Friends of a Feather by Lauren Myracle


  “Because he’s a bird. An outdoor bird, and we don’t know how to help him get better.”

  “We could call a bird doctor,” I say.

  “We could,” Dad says carefully. “But I don’t know any bird doctors.”

  “You could find one on the Internet. Or Mom could call Doctor Petty again,” I say.

  Dr. Petty’s the vet who takes care of Sweetie-Pie. Her name really is Dr. Petty, with the “pet” part right in there, and Mom called her once already. It was right after we got home. We came in from the garage, and Mom plonked her purse on the island and shifted Baby Maggie from one arm to the other. Then she glanced at me and noticed Joseph’s hat.

  She said, “Ty, isn’t that Joseph’s hat? Why do you have Joseph’s hat . . . and why are you holding it like that?”

  So I told her, and I showed her, and she should have been a polite mommy and said, “Why, hello, Fernando. How nice to meet you.”

  Instead, she made a pained expression and gave a speech that started with, “Oh, sweetie,” and ended with me going la la la in my head because I didn’t like what she was saying.

  Then she dug her phone out of her purse and called Dr. Petty, only she reached a recording and not a real person. I heard Dr. Petty’s faraway voice saying when the clinic was open and stuff like that, and then, at the end, “If this is an emergency, please call two-three-one-something-something-something.”

  And it was an emergency! It still is! But Mom didn’t call that other number. She just pressed the hang-up button and set her phone by her purse with a sigh.

  From her spot in the den, Mom sighs again. “This is my fault. I’m sorry, Ty. I never should have said yes to keeping a bird in the first place.”

  “But you did,” I say.

  “She didn’t think you’d actually catch one,” Dad replies.
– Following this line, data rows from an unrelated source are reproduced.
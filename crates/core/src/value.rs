//! Wire value model
//!
//! This module defines:
//! - Value: tagged union for every storable datum
//! - Text: wire text with an explicit ownership state
//! - ByteBuf: byte payload that is borrowed, pooled, or owned
//! - BytesType: sub-type tag of a bytes payload
//!
//! ## Type Rules
//!
//! - Exactly one variant is active; different variants are NEVER equal
//!   (`Integer(1) != Double(1.0)`)
//! - Doubles use IEEE-754 equality: `NaN != NaN`, `-0.0 == 0.0`
//! - The `BytesType` tag of a bytes payload is preserved end to end and picks
//!   the deserializer on the read path
//! - `Wildcard` and `Infinity` are comparator markers for predicates; they are
//!   never persisted

use crate::record::Record;
use bytes::Bytes;
use std::borrow::Cow;
use std::fmt;
use std::ops::Deref;

/// Shared nil marker
pub static NIL: Value<'static> = Value::Nil;

/// Shared wildcard comparator marker
pub static WILDCARD: Value<'static> = Value::Wildcard;

/// Shared infinity comparator marker
pub static INFINITY: Value<'static> = Value::Infinity;

// ============================================================================
// BytesType
// ============================================================================

/// Sub-type of a bytes payload
///
/// Values are the wire codes. `Raw` and `Blob` carry caller bytes untouched;
/// the language codes mark serialized payloads. `Native` is what this
/// binding's built-in serializer writes.
#[derive(Debug, Clone, Copy, PartialEq, Eq, Hash)]
#[repr(u8)]
pub enum BytesType {
    /// Plain bytes
    Raw = 0,
    /// Opaque blob (mutable byte buffers, user serializer output)
    Blob = 4,
    /// Java serialized payload
    Java = 7,
    /// C# serialized payload
    CSharp = 8,
    /// Payload of the built-in serializer
    Native = 9,
    /// Ruby serialized payload
    Ruby = 10,
    /// PHP serialized payload
    Php = 11,
    /// Erlang serialized payload
    Erlang = 12,
}

impl BytesType {
    /// Convert to byte representation
    pub fn as_byte(&self) -> u8 {
        *self as u8
    }

    /// Try to create from byte
    pub fn from_byte(byte: u8) -> Option<Self> {
        match byte {
            0 => Some(BytesType::Raw),
            4 => Some(BytesType::Blob),
            7 => Some(BytesType::Java),
            8 => Some(BytesType::CSharp),
            9 => Some(BytesType::Native),
            10 => Some(BytesType::Ruby),
            11 => Some(BytesType::Php),
            12 => Some(BytesType::Erlang),
            _ => None,
        }
    }

    /// Serialized by another language's client; this binding cannot decode it
    pub fn is_foreign(&self) -> bool {
        matches!(
            self,
            BytesType::Java | BytesType::CSharp | BytesType::Ruby | BytesType::Php | BytesType::Erlang
        )
    }
}

// ============================================================================
// ByteBuf
// ============================================================================

/// Byte payload of a `Value::Bytes` or a raw user key
///
/// The variant is the ownership flag: `Borrowed` aliases caller memory and is
/// never freed here, `Pooled` is a slice of a conversion pool arena, `Owned`
/// is freed with the value.
#[derive(Clone)]
pub enum ByteBuf<'a> {
    /// Aliases caller memory
    Borrowed(&'a [u8]),
    /// Carved out of a conversion pool arena
    Pooled(Bytes),
    /// Heap buffer owned by the value
    Owned(Vec<u8>),
}

impl<'a> ByteBuf<'a> {
    /// Whether dropping this buffer releases memory
    pub fn is_owned(&self) -> bool {
        !matches!(self, ByteBuf::Borrowed(_))
    }

    /// Detach from caller memory
    pub fn into_owned(self) -> ByteBuf<'static> {
        match self {
            ByteBuf::Borrowed(b) => ByteBuf::Owned(b.to_vec()),
            ByteBuf::Pooled(b) => ByteBuf::Pooled(b),
            ByteBuf::Owned(v) => ByteBuf::Owned(v),
        }
    }
}

impl Deref for ByteBuf<'_> {
    type Target = [u8];

    fn deref(&self) -> &[u8] {
        match self {
            ByteBuf::Borrowed(b) => b,
            ByteBuf::Pooled(b) => b,
            ByteBuf::Owned(v) => v,
        }
    }
}

impl PartialEq for ByteBuf<'_> {
    fn eq(&self, other: &Self) -> bool {
        **self == **other
    }
}

impl fmt::Debug for ByteBuf<'_> {
    fn fmt(&self, f: &mut fmt::Formatter<'_>) -> fmt::Result {
        let kind = match self {
            ByteBuf::Borrowed(_) => "Borrowed",
            ByteBuf::Pooled(_) => "Pooled",
            ByteBuf::Owned(_) => "Owned",
        };
        write!(f, "{}({:?})", kind, &**self)
    }
}

impl<'a> From<&'a [u8]> for ByteBuf<'a> {
    fn from(b: &'a [u8]) -> Self {
        ByteBuf::Borrowed(b)
    }
}

impl From<Vec<u8>> for ByteBuf<'_> {
    fn from(v: Vec<u8>) -> Self {
        ByteBuf::Owned(v)
    }
}

impl From<Bytes> for ByteBuf<'_> {
    fn from(b: Bytes) -> Self {
        ByteBuf::Pooled(b)
    }
}

// ============================================================================
// Text
// ============================================================================

/// Wire text
///
/// Wire strings are byte sequences produced by the driver and are not
/// guaranteed to be UTF-8, so the buffer is kept as bytes. A text may also be
/// absent: the driver handed over a string value without a buffer.
#[derive(Clone, PartialEq)]
pub struct Text<'a> {
    buf: Option<Cow<'a, [u8]>>,
}

impl<'a> Text<'a> {
    /// Text that aliases caller memory
    pub fn borrowed(s: &'a str) -> Self {
        Text {
            buf: Some(Cow::Borrowed(s.as_bytes())),
        }
    }

    /// Text that owns its buffer
    pub fn owned(s: String) -> Self {
        Text {
            buf: Some(Cow::Owned(s.into_bytes())),
        }
    }

    /// Text from raw wire bytes (may not be valid UTF-8)
    pub fn from_wire(bytes: impl Into<Cow<'a, [u8]>>) -> Self {
        Text {
            buf: Some(bytes.into()),
        }
    }

    /// A string value without a buffer
    pub fn absent() -> Self {
        Text { buf: None }
    }

    /// True when there is no buffer at all
    pub fn is_absent(&self) -> bool {
        self.buf.is_none()
    }

    /// Whether dropping this text releases memory
    pub fn is_owned(&self) -> bool {
        matches!(self.buf, Some(Cow::Owned(_)))
    }

    /// Raw bytes, if present
    pub fn as_bytes(&self) -> Option<&[u8]> {
        self.buf.as_deref()
    }

    /// The text as `&str`, if present and valid UTF-8
    pub fn as_str(&self) -> Option<&str> {
        self.as_bytes().and_then(|b| std::str::from_utf8(b).ok())
    }

    /// Length in bytes (0 when absent)
    pub fn len(&self) -> usize {
        self.as_bytes().map_or(0, <[u8]>::len)
    }

    /// True when absent or zero length
    pub fn is_empty(&self) -> bool {
        self.len() == 0
    }

    /// Detach from caller memory
    pub fn into_owned(self) -> Text<'static> {
        Text {
            buf: self.buf.map(|b| Cow::Owned(b.into_owned())),
        }
    }
}

impl fmt::Debug for Text<'_> {
    fn fmt(&self, f: &mut fmt::Formatter<'_>) -> fmt::Result {
        match &self.buf {
            None => f.write_str("Text(<absent>)"),
            Some(b) => match std::str::from_utf8(b) {
                Ok(s) => write!(f, "Text({:?})", s),
                Err(_) => write!(f, "Text({:?})", b),
            },
        }
    }
}

impl<'a> From<&'a str> for Text<'a> {
    fn from(s: &'a str) -> Self {
        Text::borrowed(s)
    }
}

impl From<String> for Text<'_> {
    fn from(s: String) -> Self {
        Text::owned(s)
    }
}

// ============================================================================
// Value
// ============================================================================

/// Wire value
#[derive(Debug, Clone)]
pub enum Value<'a> {
    /// Absence of a value (bin removal on write)
    Nil,
    /// 64-bit signed integer
    Integer(i64),
    /// 64-bit floating point (IEEE-754)
    Double(f64),
    /// Text
    Text(Text<'a>),
    /// Bytes with their sub-type tag
    Bytes(BytesType, ByteBuf<'a>),
    /// Ordered list
    List(Vec<Value<'a>>),
    /// Ordered map of key/value pairs
    Map(Vec<(Value<'a>, Value<'a>)>),
    /// Nested record
    Record(Box<Record<'a>>),
    /// GeoJSON document
    GeoJson(Cow<'a, str>),
    /// Wildcard comparator marker
    Wildcard,
    /// Infinity comparator marker
    Infinity,
}

// Custom PartialEq implementation for IEEE-754 float semantics
impl PartialEq for Value<'_> {
    fn eq(&self, other: &Self) -> bool {
        match (self, other) {
            (Value::Nil, Value::Nil) => true,
            (Value::Integer(a), Value::Integer(b)) => a == b,
            // IEEE-754: NaN != NaN, -0.0 == 0.0
            (Value::Double(a), Value::Double(b)) => a == b,
            (Value::Text(a), Value::Text(b)) => a == b,
            (Value::Bytes(ta, a), Value::Bytes(tb, b)) => ta == tb && a == b,
            (Value::List(a), Value::List(b)) => a == b,
            (Value::Map(a), Value::Map(b)) => a == b,
            (Value::Record(a), Value::Record(b)) => a == b,
            (Value::GeoJson(a), Value::GeoJson(b)) => a == b,
            (Value::Wildcard, Value::Wildcard) => true,
            (Value::Infinity, Value::Infinity) => true,
            // Different variants are never equal
            _ => false,
        }
    }
}

impl<'a> Value<'a> {
    /// Text value aliasing caller memory
    pub fn text(s: &'a str) -> Self {
        Value::Text(Text::borrowed(s))
    }

    /// Text value owning its buffer
    pub fn string(s: impl Into<String>) -> Self {
        Value::Text(Text::owned(s.into()))
    }

    /// Raw bytes aliasing caller memory
    pub fn raw_bytes(b: &'a [u8]) -> Self {
        Value::Bytes(BytesType::Raw, ByteBuf::Borrowed(b))
    }

    /// Get the variant name as a string
    pub fn type_name(&self) -> &'static str {
        match self {
            Value::Nil => "Nil",
            Value::Integer(_) => "Integer",
            Value::Double(_) => "Double",
            Value::Text(_) => "Text",
            Value::Bytes(..) => "Bytes",
            Value::List(_) => "List",
            Value::Map(_) => "Map",
            Value::Record(_) => "Record",
            Value::GeoJson(_) => "GeoJson",
            Value::Wildcard => "Wildcard",
            Value::Infinity => "Infinity",
        }
    }

    /// Check if this is nil
    pub fn is_nil(&self) -> bool {
        matches!(self, Value::Nil)
    }

    /// Check if this is one of the comparator markers
    pub fn is_marker(&self) -> bool {
        matches!(self, Value::Wildcard | Value::Infinity)
    }

    /// Get as i64 if this is an Integer
    pub fn as_integer(&self) -> Option<i64> {
        match self {
            Value::Integer(i) => Some(*i),
            _ => None,
        }
    }

    /// Get as f64 if this is a Double
    pub fn as_double(&self) -> Option<f64> {
        match self {
            Value::Double(d) => Some(*d),
            _ => None,
        }
    }

    /// Get as &str if this is valid UTF-8 Text
    pub fn as_str(&self) -> Option<&str> {
        match self {
            Value::Text(t) => t.as_str(),
            _ => None,
        }
    }

    /// Get the payload and tag if this is Bytes
    pub fn as_bytes(&self) -> Option<(BytesType, &[u8])> {
        match self {
            Value::Bytes(ty, b) => Some((*ty, &**b)),
            _ => None,
        }
    }

    /// Get as a slice if this is a List
    pub fn as_list(&self) -> Option<&[Value<'a>]> {
        match self {
            Value::List(l) => Some(l),
            _ => None,
        }
    }

    /// Get the entries if this is a Map
    pub fn as_map(&self) -> Option<&[(Value<'a>, Value<'a>)]> {
        match self {
            Value::Map(m) => Some(m),
            _ => None,
        }
    }

    /// Get the record if this is a Record
    pub fn as_record(&self) -> Option<&Record<'a>> {
        match self {
            Value::Record(r) => Some(r),
            _ => None,
        }
    }

    /// Detach this value from any borrowed caller memory
    pub fn into_owned(self) -> Value<'static> {
        match self {
            Value::Nil => Value::Nil,
            Value::Integer(i) => Value::Integer(i),
            Value::Double(d) => Value::Double(d),
            Value::Text(t) => Value::Text(t.into_owned()),
            Value::Bytes(ty, b) => Value::Bytes(ty, b.into_owned()),
            Value::List(l) => Value::List(l.into_iter().map(Value::into_owned).collect()),
            Value::Map(m) => Value::Map(
                m.into_iter()
                    .map(|(k, v)| (k.into_owned(), v.into_owned()))
                    .collect(),
            ),
            Value::Record(r) => Value::Record(Box::new(r.into_owned())),
            Value::GeoJson(g) => Value::GeoJson(Cow::Owned(g.into_owned())),
            Value::Wildcard => Value::Wildcard,
            Value::Infinity => Value::Infinity,
        }
    }
}

// ============================================================================
// From implementations for ergonomic API usage
// ============================================================================

impl From<i64> for Value<'_> {
    fn from(i: i64) -> Self {
        Value::Integer(i)
    }
}

impl From<i32> for Value<'_> {
    fn from(i: i32) -> Self {
        Value::Integer(i as i64)
    }
}

impl From<f64> for Value<'_> {
    fn from(d: f64) -> Self {
        Value::Double(d)
    }
}

impl<'a> From<&'a str> for Value<'a> {
    fn from(s: &'a str) -> Self {
        Value::text(s)
    }
}

impl From<String> for Value<'_> {
    fn from(s: String) -> Self {
        Value::Text(Text::owned(s))
    }
}

impl<'a> From<Vec<Value<'a>>> for Value<'a> {
    fn from(l: Vec<Value<'a>>) -> Self {
        Value::List(l)
    }
}

impl<'a> From<Record<'a>> for Value<'a> {
    fn from(r: Record<'a>) -> Self {
        Value::Record(Box::new(r))
    }
}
  A quivery feeling spreads over me. I’m so mad at him, and I’m so mad at Mom, too. Fernando is being a very small shape in the very corner of the box, and it doesn’t make any sense but I’m mad at him, too. Couldn’t he . . . perk up? Fluff his wing feathers and look around at everybody with his bright eyes?

  Winnie runs her finger down Fernando’s back.

  “He’s such a cutie,” she says. She places her whole hand over his body, gently, and holds it there. Does she feel his heart beating? Does she feel him breathing? “He is sick, though.”

  “That’s why you were able to catch him,” Sandra adds. “Well, but you know that already.”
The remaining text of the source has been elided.